I wonder if in the midst of this cultural change, women are getting a bit lost. On the one hand you are getting a lot more men coming into the field who are not technical primadonnas. So it is easy for a lot of women who get interested in programming late in life to identify with those men the most. However, I think along with that cultural change we get a lot of baggage. The old boys club gets sucked in along with it. Where I used to hear women tell me how great the computer industry is because there was no ceiling, now they tell me that they are actively and often blatantly discriminated against. At the same time, they see the technical alpha dogs barking up a storm and think, "I don't want to get anywhere near that person".
I suppose at the end of this long (and I guess pointless) rant, it's just one more perspective.

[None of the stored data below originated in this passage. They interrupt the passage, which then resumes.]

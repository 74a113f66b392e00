use std::path::PathBuf;

use thiserror::Error;

/// Result alias used by the data and view layers.
pub type Result<T> = std::result::Result<T, DashboardError>;

/// Everything that can go wrong while loading the dataset or dispatching a view.
#[derive(Debug, Error)]
pub enum DashboardError {
    #[error("cannot read {path}: {source}")]
    Io {
        path: PathBuf,
        #[source]
        source: std::io::Error,
    },

    #[error("malformed CSV: {0}")]
    Csv(#[from] csv::Error),

    #[error("malformed JSON: {0}")]
    Json(#[from] serde_json::Error),

    #[error("malformed Parquet: {0}")]
    Parquet(#[from] parquet::errors::ParquetError),

    #[error("Arrow error: {0}")]
    Arrow(#[from] arrow::error::ArrowError),

    #[error("unsupported file extension: .{0}")]
    UnsupportedFormat(String),

    #[error("missing required column '{0}'")]
    MissingColumn(&'static str),

    #[error("row {row}: '{value}' in column '{column}' is not a number")]
    InvalidNumber {
        row: usize,
        column: &'static str,
        value: String,
    },

    #[error("row {row}: {message}")]
    Malformed { row: usize, message: String },

    #[error("column '{0}' has missing values but no observed value to fill them with")]
    NoObservedValues(&'static str),

    #[error("unknown tab identifier '{0}'")]
    UnknownTab(String),
}
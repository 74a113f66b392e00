use eframe::egui;

use crate::data::model::Dataset;
use crate::state::AppState;
use crate::ui::{panels, plot};

// ---------------------------------------------------------------------------
// eframe App implementation
// ---------------------------------------------------------------------------

pub struct DashboardApp {
    pub state: AppState,
}

impl DashboardApp {
    pub fn new(dataset: Dataset) -> Self {
        Self {
            state: AppState::new(dataset),
        }
    }
}

impl eframe::App for DashboardApp {
    fn update(&mut self, ctx: &egui::Context, _frame: &mut eframe::Frame) {
        // ---- Top panel: title, gender filter, tabs ----
        egui::TopBottomPanel::top("top_bar").show(ctx, |ui| {
            panels::top_bar(ui, &mut self.state);
        });

        // ---- Left side panel: dataset summary ----
        // Read-only: selection changes only come from the top bar.
        egui::SidePanel::left("dataset_panel")
            .default_width(220.0)
            .resizable(true)
            .show(ctx, |ui| {
                panels::side_panel(ui, &self.state);
            });

        // ---- Central panel: current view ----
        egui::CentralPanel::default().show(ctx, |ui| {
            plot::view_panel(ui, &self.state);
        });
    }
}
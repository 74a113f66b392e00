use std::fmt;

use serde::Serialize;

use super::model::{Dataset, Record};

/// Label of the dropdown option that disables the gender filter.
pub const ALL_LABEL: &str = "All";

// ---------------------------------------------------------------------------
// Filter predicate: which gender is shown
// ---------------------------------------------------------------------------

/// Gender selection. `All` is the sentinel meaning "no filter".
#[derive(Debug, Clone, Default, PartialEq, Eq, Hash, Serialize)]
pub enum GenderFilter {
    #[default]
    All,
    Only(String),
}

impl GenderFilter {
    /// Interpret a dropdown value. The sentinel label (and its Spanish
    /// spelling, used by exports of the original dashboard) selects everything.
    pub fn from_value(value: &str) -> Self {
        if value == ALL_LABEL || value == "Todos" {
            GenderFilter::All
        } else {
            GenderFilter::Only(value.to_string())
        }
    }

    /// Whether a record passes the filter.
    pub fn accepts(&self, record: &Record) -> bool {
        match self {
            GenderFilter::All => true,
            GenderFilter::Only(gender) => record.gender.as_deref() == Some(gender.as_str()),
        }
    }

    pub fn label(&self) -> &str {
        match self {
            GenderFilter::All => ALL_LABEL,
            GenderFilter::Only(gender) => gender,
        }
    }
}

impl fmt::Display for GenderFilter {
    fn fmt(&self, f: &mut fmt::Formatter<'_>) -> fmt::Result {
        f.write_str(self.label())
    }
}

/// Records passing the filter, in dataset order.
pub fn filter_records<'a>(dataset: &'a Dataset, filter: &GenderFilter) -> Vec<&'a Record> {
    dataset
        .records
        .iter()
        .filter(|record| filter.accepts(record))
        .collect()
}

#[cfg(test)]
mod tests {
    use std::collections::BTreeMap;

    use super::*;
    use crate::data::model::RawRecord;

    fn dataset(genders: &[&str]) -> Dataset {
        let raw = genders
            .iter()
            .enumerate()
            .map(|(i, g)| RawRecord {
                gender: Some(g.to_string()),
                study_hours_per_week: Some(i as f64),
                attendance_rate: Some(80.0),
                final_exam_score: Some(50.0 + i as f64),
                parental_education_level: Some("HS".to_string()),
                extra: BTreeMap::new(),
            })
            .collect();
        Dataset::from_raw(Vec::new(), raw).unwrap()
    }

    #[test]
    fn all_keeps_every_row() {
        let ds = dataset(&["F", "M", "F", "Other"]);
        assert_eq!(filter_records(&ds, &GenderFilter::All).len(), ds.len());
    }

    #[test]
    fn gender_keeps_matching_rows_in_order() {
        let ds = dataset(&["F", "M", "F", "Other", "F"]);
        let rows = filter_records(&ds, &GenderFilter::Only("F".into()));

        assert_eq!(rows.len(), 3);
        assert!(rows.iter().all(|r| r.gender.as_deref() == Some("F")));
        let hours: Vec<f64> = rows.iter().map(|r| r.study_hours_per_week).collect();
        assert_eq!(hours, vec![0.0, 2.0, 4.0]);
    }

    #[test]
    fn unmatched_gender_is_empty() {
        let ds = dataset(&["F", "M"]);
        assert!(filter_records(&ds, &GenderFilter::Only("X".into())).is_empty());
    }

    #[test]
    fn unknown_gender_only_passes_all() {
        let row = |gender: Option<&str>| RawRecord {
            gender: gender.map(str::to_string),
            study_hours_per_week: Some(1.0),
            attendance_rate: Some(80.0),
            final_exam_score: Some(50.0),
            parental_education_level: None,
            extra: BTreeMap::new(),
        };
        let ds = Dataset::from_raw(Vec::new(), vec![row(None), row(Some("F"))]).unwrap();

        assert_eq!(filter_records(&ds, &GenderFilter::All).len(), 2);
        let only = filter_records(&ds, &GenderFilter::Only("F".into()));
        assert_eq!(only.len(), 1);
        assert_eq!(only[0].gender.as_deref(), Some("F"));
    }

    #[test]
    fn sentinel_values_parse_to_all() {
        assert_eq!(GenderFilter::from_value("All"), GenderFilter::All);
        assert_eq!(GenderFilter::from_value("Todos"), GenderFilter::All);
        assert_eq!(
            GenderFilter::from_value("Female"),
            GenderFilter::Only("Female".into())
        );
        assert_eq!(GenderFilter::All.to_string(), "All");
    }
}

I really wish more women would get into the field because I miss working with women. There seems to be huge demand too. I hope we can get over this cultural speed bump and make it happen.

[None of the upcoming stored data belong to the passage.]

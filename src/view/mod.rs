//! View rendering: one pure function from (tab, gender filter) to the
//! fragment shown in the content area.

pub mod chart;

use std::str::FromStr;

use log::debug;
use serde::Serialize;

use crate::data::filter::{filter_records, GenderFilter};
use crate::data::model::Dataset;
use crate::error::{DashboardError, Result};

use self::chart::{BoxChart, Chart, GroupedBarChart, HeatmapChart, HistogramChart, ScatterChart};

// ---------------------------------------------------------------------------
// Tab
// ---------------------------------------------------------------------------

/// The five fixed chart views, in tab-bar order.
#[derive(Debug, Clone, Copy, PartialEq, Eq, Hash, Serialize)]
pub enum Tab {
    Histogram,
    Scatter,
    GroupedBar,
    Box,
    Heatmap,
}

impl Tab {
    pub const ALL: [Tab; 5] = [
        Tab::Histogram,
        Tab::Scatter,
        Tab::GroupedBar,
        Tab::Box,
        Tab::Heatmap,
    ];

    /// Stable identifier of the tab.
    pub fn id(self) -> &'static str {
        match self {
            Tab::Histogram => "tab-hist",
            Tab::Scatter => "tab-scatter",
            Tab::GroupedBar => "tab-bar",
            Tab::Box => "tab-box",
            Tab::Heatmap => "tab-heatmap",
        }
    }

    /// Text shown on the tab bar.
    pub fn label(self) -> &'static str {
        match self {
            Tab::Histogram => "Score Histogram",
            Tab::Scatter => "Study Hours vs Score",
            Tab::GroupedBar => "Attendance by Parental Education",
            Tab::Box => "Attendance and Score (Box)",
            Tab::Heatmap => "Variable Correlation",
        }
    }

    fn heading(self) -> &'static str {
        match self {
            Tab::Histogram => "Distribution of final exam scores",
            Tab::Scatter => "Study hours and academic performance",
            Tab::GroupedBar => "Parental education and attendance",
            Tab::Box => "Final exam scores by gender",
            Tab::Heatmap => "Correlation between academic variables",
        }
    }

    fn description(self) -> &'static str {
        match self {
            Tab::Histogram => {
                "This histogram shows how final exam scores are distributed across students. \
                 It shows whether most students reach a satisfactory level and whether there \
                 are relevant differences between genders."
            }
            Tab::Scatter => {
                "This scatter plot shows how weekly study hours relate to final exam scores. \
                 It also highlights differences between genders and the effect of attendance, \
                 drawn as marker size."
            }
            Tab::GroupedBar => {
                "This bar chart shows how the education level of the parents relates to the \
                 attendance of their children. It is useful to explore factors outside \
                 individual performance."
            }
            Tab::Box => {
                "This box plot shows the distribution of final exam scores per gender. \
                 Medians and spread are easy to compare, and every individual score is drawn \
                 next to its box to reveal outliers."
            }
            Tab::Heatmap => {
                "This heatmap shows the correlations between weekly study hours, attendance \
                 and final exam scores. It helps to identify which factors are most associated \
                 with academic performance."
            }
        }
    }
}

impl FromStr for Tab {
    type Err = DashboardError;

    fn from_str(id: &str) -> Result<Self> {
        Tab::ALL
            .into_iter()
            .find(|tab| tab.id() == id)
            .ok_or_else(|| DashboardError::UnknownTab(id.to_string()))
    }
}

// ---------------------------------------------------------------------------
// View
// ---------------------------------------------------------------------------

/// The fragment displayed for one selection: heading, fixed text and chart.
#[derive(Debug, Clone, PartialEq, Serialize)]
pub struct View {
    pub tab: Tab,
    pub heading: &'static str,
    pub description: &'static str,
    pub chart: Chart,
}

impl View {
    pub fn to_json(&self) -> serde_json::Result<String> {
        serde_json::to_string_pretty(self)
    }
}

/// Build the view of `tab` over the records accepted by `gender`.
pub fn render(dataset: &Dataset, tab: Tab, gender: &GenderFilter) -> View {
    let rows = filter_records(dataset, gender);
    debug!(
        "rendering {} for {gender}: {} of {} rows",
        tab.id(),
        rows.len(),
        dataset.len()
    );

    let chart = match tab {
        Tab::Histogram => Chart::Histogram(HistogramChart::build(&rows)),
        Tab::Scatter => Chart::Scatter(ScatterChart::build(&rows)),
        Tab::GroupedBar => Chart::GroupedBar(GroupedBarChart::build(&rows)),
        Tab::Box => Chart::Box(BoxChart::build(&rows)),
        Tab::Heatmap => Chart::Heatmap(HeatmapChart::build(&rows)),
    };

    View {
        tab,
        heading: tab.heading(),
        description: tab.description(),
        chart,
    }
}

/// [`render`] driven by raw control values, as sent by a tab bar and a
/// dropdown. Unknown tab identifiers are rejected.
pub fn render_by_id(dataset: &Dataset, tab_id: &str, gender: &str) -> Result<View> {
    let tab: Tab = tab_id.parse()?;
    Ok(render(dataset, tab, &GenderFilter::from_value(gender)))
}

> At the same time, they see the technical alpha dogs barking up a storm and think, "I don't want to get anywhere near that person".
I was going to write something about self-selection in the field, but I think you have made a more important point there. The technically competent loudmouths attract attention, as well as a disproportionately large audience. For pretty much anyone looking from the outside it appears as a kind of cheerleader-driven mob mentality. And we are surprised that the industry actively repels people who do not fit into this mold?

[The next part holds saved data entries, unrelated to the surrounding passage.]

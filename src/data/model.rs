use std::collections::BTreeMap;

use log::warn;
use serde::Serialize;

use crate::error::{DashboardError, Result};
use crate::stats;

// ---------------------------------------------------------------------------
// Column names
// ---------------------------------------------------------------------------

pub const GENDER: &str = "Gender";
pub const STUDY_HOURS: &str = "Study_Hours_per_Week";
pub const ATTENDANCE_RATE: &str = "Attendance_Rate";
pub const FINAL_EXAM_SCORE: &str = "Final_Exam_Score";
pub const PARENTAL_EDUCATION: &str = "Parental_Education_Level";

/// Columns every input file must provide.
pub const REQUIRED_COLUMNS: [&str; 5] = [
    GENDER,
    STUDY_HOURS,
    ATTENDANCE_RATE,
    FINAL_EXAM_SCORE,
    PARENTAL_EDUCATION,
];

// ---------------------------------------------------------------------------
// CellValue – a pass-through cell of a column the dashboard does not chart
// ---------------------------------------------------------------------------

/// A dynamically-typed cell mirroring common DataFrame dtypes.
#[derive(Debug, Clone, PartialEq, Serialize)]
#[serde(untagged)]
pub enum CellValue {
    Text(String),
    Integer(i64),
    Float(f64),
    Bool(bool),
    Null,
}

// ---------------------------------------------------------------------------
// Record – one student
// ---------------------------------------------------------------------------

/// A row as read from the source, before missing values are filled.
#[derive(Debug, Clone, PartialEq)]
pub struct RawRecord {
    pub gender: Option<String>,
    pub study_hours_per_week: Option<f64>,
    pub attendance_rate: Option<f64>,
    pub final_exam_score: Option<f64>,
    pub parental_education_level: Option<String>,
    pub extra: BTreeMap<String, CellValue>,
}

/// One student's measured attributes.
///
/// A missing gender never matches a gender selection and forms no series;
/// a missing education level belongs to no bar group.
#[derive(Debug, Clone, PartialEq, Serialize)]
pub struct Record {
    pub gender: Option<String>,
    pub study_hours_per_week: f64,
    pub attendance_rate: f64,
    /// Passed through as read; rows without a score are skipped by charts.
    pub final_exam_score: Option<f64>,
    pub parental_education_level: Option<String>,
    /// Every other source column, unmodified.
    pub extra: BTreeMap<String, CellValue>,
}

// ---------------------------------------------------------------------------
// Fill report
// ---------------------------------------------------------------------------

/// How one numeric column was completed at load time.
#[derive(Debug, Clone, Copy, PartialEq, Serialize)]
pub struct ColumnFill {
    /// Median of the observed values, `None` when the column has no observation.
    pub median: Option<f64>,
    /// Number of missing cells replaced by the median.
    pub filled: usize,
}

#[derive(Debug, Clone, Copy, PartialEq, Serialize)]
pub struct FillReport {
    pub study_hours_per_week: ColumnFill,
    pub attendance_rate: ColumnFill,
}

// ---------------------------------------------------------------------------
// Dataset – the complete loaded table
// ---------------------------------------------------------------------------

/// The full loaded dataset. Immutable once built.
#[derive(Debug, Clone)]
pub struct Dataset {
    /// All records in source order.
    pub records: Vec<Record>,
    /// Column names in source order.
    pub column_names: Vec<String>,
    /// Distinct known genders in the order they are first encountered.
    pub genders: Vec<String>,
    pub fill_report: FillReport,
}

impl Dataset {
    /// Complete the raw rows: every missing study-hours or attendance cell
    /// takes the median of the observed values of its column.
    pub fn from_raw(column_names: Vec<String>, raw: Vec<RawRecord>) -> Result<Self> {
        let study = fill_for(STUDY_HOURS, raw.iter().map(|r| r.study_hours_per_week))?;
        let attendance = fill_for(ATTENDANCE_RATE, raw.iter().map(|r| r.attendance_rate))?;

        let records: Vec<Record> = raw
            .into_iter()
            .map(|r| Record {
                gender: r.gender,
                study_hours_per_week: r
                    .study_hours_per_week
                    .or(study.median)
                    .unwrap_or_default(),
                attendance_rate: r.attendance_rate.or(attendance.median).unwrap_or_default(),
                final_exam_score: r.final_exam_score,
                parental_education_level: r.parental_education_level,
                extra: r.extra,
            })
            .collect();

        let genders = distinct_in_order(records.iter().filter_map(|r| r.gender.as_deref()));

        Ok(Dataset {
            records,
            column_names,
            genders,
            fill_report: FillReport {
                study_hours_per_week: study,
                attendance_rate: attendance,
            },
        })
    }

    /// Number of records.
    pub fn len(&self) -> usize {
        self.records.len()
    }

    /// Whether the dataset is empty.
    pub fn is_empty(&self) -> bool {
        self.records.is_empty()
    }
}

/// Distinct values in the order they are first encountered.
pub fn distinct_in_order<'a>(values: impl IntoIterator<Item = &'a str>) -> Vec<String> {
    let mut seen: Vec<String> = Vec::new();
    for value in values {
        if !seen.iter().any(|s| s == value) {
            seen.push(value.to_string());
        }
    }
    seen
}

fn fill_for(column: &'static str, cells: impl Iterator<Item = Option<f64>>) -> Result<ColumnFill> {
    let mut observed = Vec::new();
    let mut missing = 0usize;
    for cell in cells {
        match cell {
            Some(v) => observed.push(v),
            None => missing += 1,
        }
    }
    let median = stats::median(&observed);
    if missing > 0 {
        let Some(m) = median else {
            return Err(DashboardError::NoObservedValues(column));
        };
        warn!("{column}: filled {missing} missing value(s) with median {m}");
    }
    Ok(ColumnFill {
        median,
        filled: missing,
    })
}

This also has become a perverse selective trait. The women in the industry are those who entered and remained despite of the atmosphere. Some ignored it, some adapted to it, some even encouraged it. But all of them have had their reasons to continue working in the field. And due to the otherwise repelling selection bias, they are generally way above the mean as far as skills and competence go.[+] As much as dread to quote from Ender's Game, I think Card nailed it: "Your only option is to be so good that nobody can ignore you."
Our engineering is currently 30-odd strong, and we are lucky to have attracted six women so far. We must be doing something (or likely many somethings) right.
+: Of the 5 best systems engineers I have met over the past ~20 years, two have been women. They hold the spots #1 and #3, respectively.
EDIT: turned footnote-asterisk into a plus sign to prevent unintentional italics.
Obviously there is a range of abilities. I would say that all except one person I know at the very top end of the range were male. If I extend the range down to where I would include the women that I previously called "excellent", I think that would include about half of the men I've worked with. Basically, good solid developers who could be trusted to get things done, knew enough to know what they did and didn't really understand, and could find out the things they didn't understand in a relatively short time frame.
So for the women I know, the distribution seems to be compressed and shifted to the right a bit. I have absolutely no idea if that matches with other people's experience. Or, indeed, if my experience with male workers matches their experience.
I was wondering if your experience backed up the theory I've heard that men are happy to be average programmers but women who aren't excellent don't stay in the profession. Sounds like it does.
The idea that some people are born for some things is very prevailent. Usually, it is called "talent" and nobody cries foul. As a completely tech-unrelated example: Art schools usually ask you for a portfolio when you apply to show that you are "talented" in art, which would be as if I needed a certificate as a doctor to study medicine. Sometimes these things seem to be accepted, sometimes not. Weird.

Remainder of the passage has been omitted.